Trump Pardons Sheriff Joe Arpaio, Enemy of Immigrants and Cockfights

Arpaio has a reality show past

Last Updated: August 25, 2017 @ 5:47 PM

President Trump has pardoned Joe Arpaio, the headline-grabbing former Phoenix-area sheriff whose crackdowns on undocumented immigrants led to a criminal contempt conviction last month.

In a statement Friday evening, the White House said that Arpaio, the ex-Maricopa County sheriff, is a “worthy candidate for a presidential pardon.”

Arpaio is known for publicity magnet initiatives such as making jail inmates wear pink, and for his enforcement of Arizona’s hotly disputed immigration law, but he also has TV connections.

In 2011, while a guest on Steven Seagal’s A&E reality show “Lawman,” he used a SWAT tank and other armored vehicles in a residential neighborhood to bust a man accused of cockfighting.

Last month, Arpaio was convicted of criminal contempt for violating a judge’s order to stop discriminatory policing tactics.

Trump hinted he would pardon Arpaio at a rally in Phoenix earlier this week, telling a boisterous crowd that he wouldn’t do it then because he didn’t want to cause any controversy.

“I’ll make a prediction,” Trump added. “I think he’s going to be just fine.”

Soon after Trump made his Phoenix remarks, the ACLU objected, tweeting: “President Trump should not pardon Joe Arpaio. #PhoenixRally #noarpaiopardon,” accompanied with a graphic that reads, “No, President Trump.
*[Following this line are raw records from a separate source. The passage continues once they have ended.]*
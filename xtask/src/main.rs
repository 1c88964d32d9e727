//! Workspace build tasks.
//!
//! ```text
//! cargo xtask web [--release] [--out-dir pkg]
//! cargo xtask schema [--out options.schema.json]
//! ```

use std::path::{Path, PathBuf};
use std::process::Command;

use anyhow::{bail, Context, Result};
use clap::{Parser, Subcommand};

#[derive(Parser)]
#[command(name = "xtask", about = "Build tasks for the toque workspace")]
struct Cli {
    #[command(subcommand)]
    task: Task,
}

#[derive(Subcommand)]
enum Task {
    /// Build the wasm bundle and generate its JS bindings.
    Web {
        /// Build with optimizations.
        #[arg(long)]
        release: bool,
        /// Directory for the generated bindings.
        #[arg(long, default_value = "pkg")]
        out_dir: PathBuf,
    },
    /// Write the JSON schema of the UI-exposed options.
    Schema {
        /// Output file.
        #[arg(long, default_value = "options.schema.json")]
        out: PathBuf,
    },
}

fn workspace_root() -> PathBuf {
    Path::new(env!("CARGO_MANIFEST_DIR"))
        .parent()
        .map_or_else(|| PathBuf::from("."), Path::to_path_buf)
}

fn run(cmd: &mut Command) -> Result<()> {
    let status = cmd
        .status()
        .with_context(|| format!("failed to launch {cmd:?}"))?;
    if !status.success() {
        bail!("{cmd:?} exited with {status}");
    }
    Ok(())
}

fn build_web(release: bool, out_dir: &Path) -> Result<()> {
    let root = workspace_root();
    let cargo = std::env::var("CARGO").unwrap_or_else(|_| "cargo".into());

    let mut build = Command::new(cargo);
    let _ = build.current_dir(&root).args([
        "build",
        "--lib",
        "--package",
        "toque",
        "--target",
        "wasm32-unknown-unknown",
        "--features",
        "web",
    ]);
    if release {
        let _ = build.arg("--release");
    }
    run(&mut build)?;

    let profile = if release { "release" } else { "debug" };
    let wasm = root
        .join("target/wasm32-unknown-unknown")
        .join(profile)
        .join("toque.wasm");
    run(Command::new("wasm-bindgen")
        .arg("--target")
        .arg("web")
        .arg("--out-dir")
        .arg(root.join(out_dir))
        .arg(&wasm))
    .context("wasm-bindgen CLI is required (cargo install wasm-bindgen-cli)")
}

fn write_schema(out: &Path) -> Result<()> {
    let schema = serde_json::to_string_pretty(&toque::options::Options::json_schema())?;
    std::fs::write(out, schema).with_context(|| format!("writing {}", out.display()))
}

fn main() -> Result<()> {
    match Cli::parse().task {
        Task::Web { release, out_dir } => build_web(release, &out_dir),
        Task::Schema { out } => write_schema(&out),
    }
}
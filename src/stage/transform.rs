use glam::{EulerRot, Mat4, Quat, Vec3};

/// Full pose of the showpiece for one frame.
#[derive(Debug, Clone, Copy, PartialEq)]
pub struct ShowpieceTransform {
    /// Rotation about the horizontal (X) axis, radians.
    pub pitch: f32,
    /// Rotation about the vertical (Y) axis, radians.
    pub yaw: f32,
    /// Rotation about the view (Z) axis, radians.
    pub roll: f32,
    /// Uniform scale.
    pub scale: f32,
    /// Vertical position.
    pub offset_y: f32,
}

impl Default for ShowpieceTransform {
    fn default() -> Self {
        Self {
            pitch: 0.0,
            yaw: 0.0,
            roll: 0.0,
            scale: 1.0,
            offset_y: 0.0,
        }
    }
}

impl ShowpieceTransform {
    /// Rotation as a quaternion, applying X, then Y, then Z intrinsically
    /// (the default Euler order of common WebGL scene graphs).
    #[must_use]
    pub fn rotation(&self) -> Quat {
        Quat::from_euler(EulerRot::XYZ, self.pitch, self.yaw, self.roll)
    }

    /// Model matrix: scale, then rotate, then lift by `offset_y`.
    #[must_use]
    pub fn to_matrix(&self) -> Mat4 {
        Mat4::from_scale_rotation_translation(
            Vec3::splat(self.scale),
            self.rotation(),
            Vec3::new(0.0, self.offset_y, 0.0),
        )
    }
}

/// The rendered object the stage drives.
///
/// Implemented by whatever the host's scene graph uses for the showpiece
/// node. The stage calls [`apply_transform`](Self::apply_transform) once per
/// updated frame; the host renders afterwards.
pub trait DisplayObject {
    /// Copy the frame's pose onto the object.
    fn apply_transform(&mut self, transform: &ShowpieceTransform);
}

impl DisplayObject for ShowpieceTransform {
    fn apply_transform(&mut self, transform: &ShowpieceTransform) {
        *self = *transform;
    }
}

impl DisplayObject for Mat4 {
    fn apply_transform(&mut self, transform: &ShowpieceTransform) {
        *self = transform.to_matrix();
    }
}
Arpaio was not ‘just doing his job.’ He was violating the Constitution and discriminating against Latinos.”

Here’s the full statement from the White House:

“Today, President Donald J. Trump granted a Presidential pardon to Joe Arpaio, former Sheriff of Maricopa County, Arizona. Arpaio’s life and career, which began at the age of 18 when he enlisted in the military after the outbreak of the Korean War, exemplify selfless public service. After serving in the Army, Arpaio became a police officer in Washington, D.C. and Las Vegas, NV and later served as a Special Agent for the Drug Enforcement Administration (DEA), formerly the Bureau of Narcotics. After 25 years of admirable service, Arpaio went on to lead the DEA’s branch in Arizona.
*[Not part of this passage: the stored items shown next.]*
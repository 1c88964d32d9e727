//! Frame-loop benchmarks for the rotation controller and stage.

use criterion::{black_box, criterion_group, criterion_main, Criterion};
use glam::Vec2;
use toque::controller::RotationController;
use toque::input::{InputEvent, MouseButton};
use toque::options::Options;
use toque::stage::{ShowpieceTransform, Stage};

fn controller_tick_benchmark(c: &mut Criterion) {
    let mut controller = RotationController::default();
    controller.pointer_down(Vec2::ZERO, 0.0);
    let _ = controller.pointer_move(Vec2::new(50.0, 10.0), 16.0);
    let _ = controller.pointer_up();

    c.bench_function("controller_tick", |b| {
        b.iter(|| controller.tick(black_box(1.0 / 60.0)));
    });
}

fn drag_sample_benchmark(c: &mut Criterion) {
    let mut controller = RotationController::default();
    controller.pointer_down(Vec2::ZERO, 0.0);
    let mut t = 0.0;

    c.bench_function("drag_sample", |b| {
        b.iter(|| {
            t += 16.0;
            let x = (t as f32 * 0.1).sin() * 200.0;
            black_box(controller.pointer_move(Vec2::new(x, 0.0), t))
        });
    });
}

fn stage_frame_benchmark(c: &mut Criterion) {
    let mut stage =
        Stage::new(&Options::default()).with_model(ShowpieceTransform::default());
    stage.resize(1280.0, 800.0);
    let _ = stage.handle_event(InputEvent::PointerDown {
        x: 0.0,
        y: 0.0,
        button: MouseButton::Left,
        time_ms: 0.0,
    });
    let _ = stage.handle_event(InputEvent::PointerMove {
        x: 80.0,
        y: 10.0,
        time_ms: 16.0,
    });
    let _ = stage.handle_event(InputEvent::PointerUp);

    c.bench_function("stage_frame", |b| {
        b.iter(|| black_box(stage.tick(black_box(1.0 / 60.0))));
    });
}

criterion_group!(
    benches,
    controller_tick_benchmark,
    drag_sample_benchmark,
    stage_frame_benchmark
);
criterion_main!(benches);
In 1992, the problems facing his community pulled Arpaio out of retirement to return to law enforcement. He ran and won a campaign to become Sheriff of Maricopa County. Throughout his time as Sheriff, Arpaio continued his life’s work of protecting the public from the scourges of crime and illegal immigration. Sheriff Joe Arpaio is now eighty-five years old, and after more than fifty years of admirable service to our Nation, he is worthy candidate for a Presidential pardon.”